◆ Given information:
★ ★ ★ ★ ★ ★ ★

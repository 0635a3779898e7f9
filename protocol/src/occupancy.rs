//! 物理占位位图
//!
//! 64 位，按逻辑索引编号（bit 0 = a1）。

use std::fmt;
use std::sync::atomic::{AtomicU64, Ordering};

use serde::{Deserialize, Serialize};

use crate::square::{rotate_field, square_name};

/// 占位位图
#[derive(Clone, Copy, Default, PartialEq, Eq, Hash, Serialize, Deserialize)]
pub struct Occupancy(pub u64);

impl Occupancy {
    pub const EMPTY: Occupancy = Occupancy(0);

    /// 标准开局: 第 1、2、7、8 行
    pub const STARTING: Occupancy = Occupancy(0xffff_0000_0000_ffff);

    pub fn is_set(self, square: u8) -> bool {
        square < 64 && self.0 & (1 << square) != 0
    }

    pub fn set(&mut self, square: u8) {
        self.0 |= 1 << square;
    }

    pub fn clear(&mut self, square: u8) {
        self.0 &= !(1 << square);
    }

    pub fn with(mut self, square: u8) -> Self {
        self.set(square);
        self
    }

    pub fn without(mut self, square: u8) -> Self {
        self.clear(square);
        self
    }

    pub fn count(self) -> u32 {
        self.0.count_ones()
    }

    /// 所有被占方格（升序）
    pub fn squares(self) -> impl Iterator<Item = u8> {
        (0u8..64).filter(move |&sq| self.is_set(sq))
    }

    /// 相对期望位图的差异: (缺失, 多余)
    pub fn diff(self, expected: Occupancy) -> (Occupancy, Occupancy) {
        let missing = Occupancy(expected.0 & !self.0);
        let extra = Occupancy(self.0 & !expected.0);
        (missing, extra)
    }

    /// 从线上顺序的 64 字节快照构造（非零即有子）
    pub fn from_wire_dump(dump: &[u8]) -> Self {
        dump.iter()
            .take(64)
            .enumerate()
            .filter(|(_, &v)| v != 0)
            .fold(Occupancy::EMPTY, |occ, (wire, _)| {
                occ.with(rotate_field(wire as u8))
            })
    }

    /// 线上顺序的 64 字节（0/1）
    pub fn to_wire_bytes(self) -> [u8; 64] {
        let mut out = [0u8; 64];
        for (wire, slot) in out.iter_mut().enumerate() {
            *slot = self.is_set(rotate_field(wire as u8)) as u8;
        }
        out
    }
}

impl fmt::Debug for Occupancy {
    fn fmt(&self, f: &mut fmt::Formatter<'_>) -> fmt::Result {
        write!(f, "Occupancy({:#018x})", self.0)
    }
}

impl fmt::Display for Occupancy {
    /// 8 行文本视图，第 8 行在上
    fn fmt(&self, f: &mut fmt::Formatter<'_>) -> fmt::Result {
        for rank in (0..8u8).rev() {
            for file in 0..8u8 {
                let c = if self.is_set(rank * 8 + file) { '1' } else { '.' };
                write!(f, "{c}")?;
            }
            if rank > 0 {
                writeln!(f)?;
            }
        }
        Ok(())
    }
}

/// 方格列表的可读形式
pub fn describe_squares(occ: Occupancy) -> String {
    occ.squares().map(square_name).collect::<Vec<_>>().join(",")
}

/// 原子快照，读线程写、其他线程读
#[derive(Debug, Default)]
pub struct SharedOccupancy(AtomicU64);

impl SharedOccupancy {
    pub fn new(occ: Occupancy) -> Self {
        Self(AtomicU64::new(occ.0))
    }

    pub fn load(&self) -> Occupancy {
        Occupancy(self.0.load(Ordering::Acquire))
    }

    pub fn store(&self, occ: Occupancy) {
        self.0.store(occ.0, Ordering::Release);
    }
}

★ ★ ★ ★ ★ ★ ★

◆ Task to complete:
All that is needed is the material, repeated exactly.

◆ Worked solution:
repository 0635a3779898e7f9
filename protocol/src/occupancy.rs
//! 物理占位位图
//!
//! 64 位，按逻辑索引编号（bit 0 = a1）。

use std::fmt;
use std::sync::atomic::{AtomicU64, Ordering};

use serde::{Deserialize, Serialize};

use crate::square::{rotate_field, square_name};

/// 占位位图
#[derive(Clone, Copy, Default, PartialEq, Eq, Hash, Serialize, Deserialize)]
pub struct Occupancy(pub u64);

impl Occupancy {
    pub const EMPTY: Occupancy = Occupancy(0);

    /// 标准开局: 第 1、2、7、8 行
    pub const STARTING: Occupancy = Occupancy(0xffff_0000_0000_ffff);

    pub fn is_set(self, square: u8) -> bool {
        square < 64 && self.0 & (1 << square) != 0
    }

    pub fn set(&mut self, square: u8) {
        self.0 |= 1 << square;
    }

    pub fn clear(&mut self, square: u8) {
        self.0 &= !(1 << square);
    }

    pub fn with(mut self, square: u8) -> Self {
        self.set(square);
        self
    }

    pub fn without(mut self, square: u8) -> Self {
        self.clear(square);
        self
    }

    pub fn count(self) -> u32 {
        self.0.count_ones()
    }

    /// 所有被占方格（升序）
    pub fn squares(self) -> impl Iterator<Item = u8> {
        (0u8..64).filter(move |&sq| self.is_set(sq))
    }

    /// 相对期望位图的差异: (缺失, 多余)
    pub fn diff(self, expected: Occupancy) -> (Occupancy, Occupancy) {
        let missing = Occupancy(expected.0 & !self.0);
        let extra = Occupancy(self.0 & !expected.0);
        (missing, extra)
    }

    /// 从线上顺序的 64 字节快照构造（非零即有子）
    pub fn from_wire_dump(dump: &[u8]) -> Self {
        dump.iter()
            .take(64)
            .enumerate()
            .filter(|(_, &v)| v != 0)
            .fold(Occupancy::EMPTY, |occ, (wire, _)| {
                occ.with(rotate_field(wire as u8))
            })
    }

    /// 线上顺序的 64 字节（0/1）
    pub fn to_wire_bytes(self) -> [u8; 64] {
        let mut out = [0u8; 64];
        for (wire, slot) in out.iter_mut().enumerate() {
            *slot = self.is_set(rotate_field(wire as u8)) as u8;
        }
        out
    }
}

impl fmt::Debug for Occupancy {
    fn fmt(&self, f: &mut fmt::Formatter<'_>) -> fmt::Result {
        write!(f, "Occupancy({:#018x})", self.0)
    }
}

impl fmt::Display for Occupancy {
    /// 8 行文本视图，第 8 行在上
    fn fmt(&self, f: &mut fmt::Formatter<'_>) -> fmt::Result {
        for rank in (0..8u8).rev() {
            for file in 0..8u8 {
                let c = if self.is_set(rank * 8 + file) { '1' } else { '.' };
                write!(f, "{c}")?;
            }
            if rank > 0 {
                writeln!(f)?;
            }
        }
        Ok(())
    }
}

/// 方格列表的可读形式
pub fn describe_squares(occ: Occupancy) -> String {
    occ.squares().map(square_name).collect::<Vec<_>>().join(",")
}

/// 原子快照，读线程写、其他线程读
#[derive(Debug, Default)]
pub struct SharedOccupancy(AtomicU64);

impl SharedOccupancy {
    pub fn new(occ: Occupancy) -> Self {
        Self(AtomicU64::new(occ.0))
    }

    pub fn load(&self) -> Occupancy {
        Occupancy(self.0.load(Ordering::Acquire))
    }

    pub fn store(&self, occ: Occupancy) {
        self.0.store(occ.0, Ordering::Release);
    }
}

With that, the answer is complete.